RESUMO DE QUÊ?
Sempre que se termina uma fase longa ou a própria competição, é quase uma obrigação fazer uma análise com o que de melhor (ou não) aconteceu. No caso do Campeonato Baiano é duro achar alguma coisa que valha o elogio. Estou fazendo um esforço muito grande para não achincalhar tudo. Por que, se vocês pensarem comigo, qual o grande nome, a grande estrela, a grande motivação, destas arrastadas 72 partidas?
Como sou chato, começarei com o que não faz sentido. A primeira fase termina e o Colo Colo, com a sexta melhor campanha – seria 2º no Grupo 2 -, vai disputar o rebaixamento. O regulamento não valoriza os melhores. O medo de não ter Ba-Vi na final ou até nas semifinais, leva a esse sistema escalafobético (só o Baianão pra me fazer buscar essa palavra no fundo do baú!). Todo ano é a mesma indaga, com jogos sem sentido, times ruins e com os mesmos jogadores no interior.
Esse ano, mais uma vez, tivemos péssimos estádios, com vestiários, cabines de imprensa, gramado e arquibancadas, sem a menor condição. Exceções ficam para Pituaçu e Barradão. Parece repetitivo e clichê, né? Mas, fazer o que se é sempre a mesma coisa? Se acostumar com a relentagem? Não consigo ser tolerante a esse ponto e olhe, que, como sou um cara do interior, cresci achando o estadual o máximo. Vem logo em minha cabeça, os muitos jogos do River, na época o time de Ilhéus, que assisti entrando por um buraco no muro do Mário Pessoa. Torcia muito por Nazaré, Dinho Brow, Dêgo, Dadico, Ado, Rogério, Jorginho, Clodoaldo... Era muito divertido e amador!
Entretanto, o tempo passou e, o que já era ruim, piorou. As “reformas” feitas dentro e fora de campo são risíveis. Deve ser muito difícil para os especialistas fazerem um regulamento, no mínimo, coerente. Estruturalmente o abandono dos estádios fica por conta dos poderes públicos, municipal e estadual, já que os clubes, infelizmente, são reféns de verbas governamentais. Por essas e outras que, apesar do humor negro, boto fé quando dizem que o Japão vai se reestruturar completamente, bem antes do Brasil construir 1/3 dos estádios para a Copa de 2014.

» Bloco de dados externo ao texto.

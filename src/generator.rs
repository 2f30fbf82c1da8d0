// src/generator.rs
use crate::error::GeneratorError;
use rand::seq::SliceRandom;
use rand::{thread_rng, Rng};
use serde::{Deserialize, Serialize};

const UPPERCASE_CHARS: &[u8] = b"ABCDEFGHIJKLMNOPQRSTUVWXYZ";
const LOWERCASE_CHARS: &[u8] = b"abcdefghijklmnopqrstuvwxyz";
const NUMBER_CHARS: &[u8] = b"0123456789";
pub const SYMBOL_CHARS: &[u8] = b"!@#$%^&*()_+[]{};:.<>?/`~|";

/// Longest password the generator will build.
pub const MAX_PASSWORD_LENGTH: i64 = 4096;

/// How many characters of each class a generated password contains.
///
/// Counts are signed so that values typed by a user can be handed over as-is;
/// [`generate_password`] rejects anything negative.
#[derive(Serialize, Deserialize, Debug, Clone, Copy, PartialEq, Eq)]
pub struct CharacterCounts {
    pub upper: i64,
    pub lower: i64,
    pub digits: i64,
    pub symbols: i64,
}

impl Default for CharacterCounts {
    fn default() -> Self {
        CharacterCounts {
            upper: 4,
            lower: 4,
            digits: 2,
            symbols: 2,
        }
    }
}

impl CharacterCounts {
    pub fn new(upper: i64, lower: i64, digits: i64, symbols: i64) -> Self {
        CharacterCounts { upper, lower, digits, symbols }
    }

    /// Length of the password these counts produce, or `None` if the sum overflows.
    pub fn total(&self) -> Option<i64> {
        self.upper
            .checked_add(self.lower)?
            .checked_add(self.digits)?
            .checked_add(self.symbols)
    }

    fn classes(&self) -> [(&'static str, i64, &'static [u8]); 4] {
        [
            ("uppercase", self.upper, UPPERCASE_CHARS),
            ("lowercase", self.lower, LOWERCASE_CHARS),
            ("digit", self.digits, NUMBER_CHARS),
            ("symbol", self.symbols, SYMBOL_CHARS),
        ]
    }

    pub fn validate(&self) -> Result<(), GeneratorError> {
        for (class, count, _) in self.classes() {
            if count < 0 {
                return Err(GeneratorError::InvalidArgument { class, count });
            }
        }
        match self.total() {
            Some(total) if total <= MAX_PASSWORD_LENGTH => Ok(()),
            _ => Err(GeneratorError::TooLong { max: MAX_PASSWORD_LENGTH }),
        }
    }
}

/// Generates a password with exactly the requested number of characters per class,
/// in shuffled order. Uses the thread-local RNG, which is cryptographically secure.
pub fn generate_password(counts: &CharacterCounts) -> Result<String, GeneratorError> {
    let mut rng = thread_rng();
    generate_password_with_rng(counts, &mut rng)
}

pub fn generate_password_with_rng<R: Rng + ?Sized>(
    counts: &CharacterCounts,
    rng: &mut R,
) -> Result<String, GeneratorError> {
    counts.validate()?;

    let length = counts.total().unwrap_or(0) as usize;
    let mut password_bytes: Vec<u8> = Vec::with_capacity(length);
    for (_, count, charset) in counts.classes() {
        for _ in 0..count {
            // Charsets are never empty, so choose always yields.
            if let Some(&c) = charset.choose(rng) {
                password_bytes.push(c);
            }
        }
    }
    password_bytes.shuffle(rng);

    log::debug!("Generated password of length {}", password_bytes.len());
    // Every charset is ASCII.
    Ok(password_bytes.into_iter().map(char::from).collect())
}

#[cfg(test)]
mod tests {
    use super::*;
    use rand::rngs::StdRng;
    use rand::SeedableRng;

    fn class_counts(password: &str) -> (i64, i64, i64, i64) {
        let upper = password.chars().filter(|c| c.is_ascii_uppercase()).count() as i64;
        let lower = password.chars().filter(|c| c.is_ascii_lowercase()).count() as i64;
        let digits = password.chars().filter(|c| c.is_ascii_digit()).count() as i64;
        let symbols = password.bytes().filter(|b| SYMBOL_CHARS.contains(b)).count() as i64;
        (upper, lower, digits, symbols)
    }

    #[test]
    fn test_generate_password_exact_composition() {
        let counts = CharacterCounts::new(3, 5, 2, 4);
        let password = generate_password(&counts).unwrap();
        assert_eq!(password.len(), 14);
        assert_eq!(class_counts(&password), (3, 5, 2, 4));
    }

    #[test]
    fn test_generate_password_many_compositions() {
        let mut rng = StdRng::seed_from_u64(7);
        for upper in 0..4 {
            for symbols in 0..4 {
                let counts = CharacterCounts::new(upper, 2, 1, symbols);
                let password = generate_password_with_rng(&counts, &mut rng).unwrap();
                assert_eq!(Some(password.len() as i64), counts.total());
                assert_eq!(class_counts(&password), (upper, 2, 1, symbols));
            }
        }
    }

    #[test]
    fn test_generate_password_all_zero_is_empty() {
        let password = generate_password(&CharacterCounts::new(0, 0, 0, 0)).unwrap();
        assert_eq!(password, "");
    }

    #[test]
    fn test_generate_password_only_lowercase() {
        let password = generate_password(&CharacterCounts::new(0, 10, 0, 0)).unwrap();
        assert_eq!(password.len(), 10);
        assert!(password.chars().all(|c| c.is_ascii_lowercase()));
    }

    #[test]
    fn test_generate_password_only_symbols() {
        let password = generate_password(&CharacterCounts::new(0, 0, 0, 30)).unwrap();
        assert!(password.bytes().all(|b| SYMBOL_CHARS.contains(&b)));
    }

    #[test]
    fn test_negative_count_is_invalid_argument() {
        let err = generate_password(&CharacterCounts::new(2, -1, 2, 2)).unwrap_err();
        assert_eq!(err, GeneratorError::InvalidArgument { class: "lowercase", count: -1 });

        let err = generate_password(&CharacterCounts::new(0, 0, 0, -5)).unwrap_err();
        assert_eq!(err, GeneratorError::InvalidArgument { class: "symbol", count: -5 });
    }

    #[test]
    fn test_overflowing_counts_are_rejected() {
        let counts = CharacterCounts::new(i64::MAX, 1, 0, 0);
        assert_eq!(counts.total(), None);
        let err = generate_password(&counts).unwrap_err();
        assert_eq!(err, GeneratorError::TooLong { max: MAX_PASSWORD_LENGTH });
    }

    #[test]
    fn test_length_limit() {
        let at_limit = CharacterCounts::new(MAX_PASSWORD_LENGTH - 3, 1, 1, 1);
        assert_eq!(generate_password(&at_limit).unwrap().len() as i64, MAX_PASSWORD_LENGTH);

        let too_long = CharacterCounts::new(MAX_PASSWORD_LENGTH, 0, 0, 1);
        assert_eq!(
            generate_password(&too_long).unwrap_err(),
            GeneratorError::TooLong { max: MAX_PASSWORD_LENGTH }
        );
    }

    #[test]
    fn test_seeded_generation_is_reproducible() {
        let counts = CharacterCounts::default();
        let first = generate_password_with_rng(&counts, &mut StdRng::seed_from_u64(42)).unwrap();
        let second = generate_password_with_rng(&counts, &mut StdRng::seed_from_u64(42)).unwrap();
        assert_eq!(first, second);
    }

    #[test]
    fn test_generate_password_randomness() {
        let counts = CharacterCounts::new(5, 5, 5, 5);
        let password_1 = generate_password(&counts).unwrap();
        let password_2 = generate_password(&counts).unwrap();
        assert_ne!(password_1, password_2, "Passwords generated with the same counts should generally differ.");
    }
}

Não queria novamente falar sobre isso, mas se o objetivo é discorrer sobre a primeira fase do Baiano, e, observando bem, falei mais do geral, a arbitragem tem de entrar em pauta. Por que, na verdade, para o bem e o mal, ela foi a maior notícia até aqui. Falta critério em vários quesitos, principalmente na questão da mão na bola, bola na mão. Cada um marcou ou não de um jeito. Mesmo sendo um lance interpretativo, teve jogo que o árbitro usou interpretações diferentes para lances semelhantes. Pouquíssimos foram os jogos que o trio não foi alvo de chiadeira. Como não existe solução em curto prazo, o máximo que me permito falar sobre o tema – de saco cheio – é a necessidade absoluta de reciclagem.
Ia tentar escalar a minha seleção até agora, mas por ter assistido no máximo 20, 21 jogos, contando com as reprises, achei que acabaria sendo injusto, mesmo com a ajuda dos colegas. Não teria embasamento, por que nem melhores momentos de alguns jogos eu vi. A TV mostra no máximo os gols e, como tenho de cobrir todas as partidas do Bahia, fica difícil acompanhar. O tricolor não teve nenhum grande destaque. Só na reta final que Omar, Thiego, Titi, Marcone, Ramon, Tressor Moreno e Rafael, mostraram qualidade e deram uma levantada na moral. Com entrosamento e a melhora física, o time deve melhorar.
Pelo folclore e por ter feito tantos gols pelo pior time da primeira fase, levanto a bola para Sassá, o "melhor" jogador da primeira fase. Imaginem?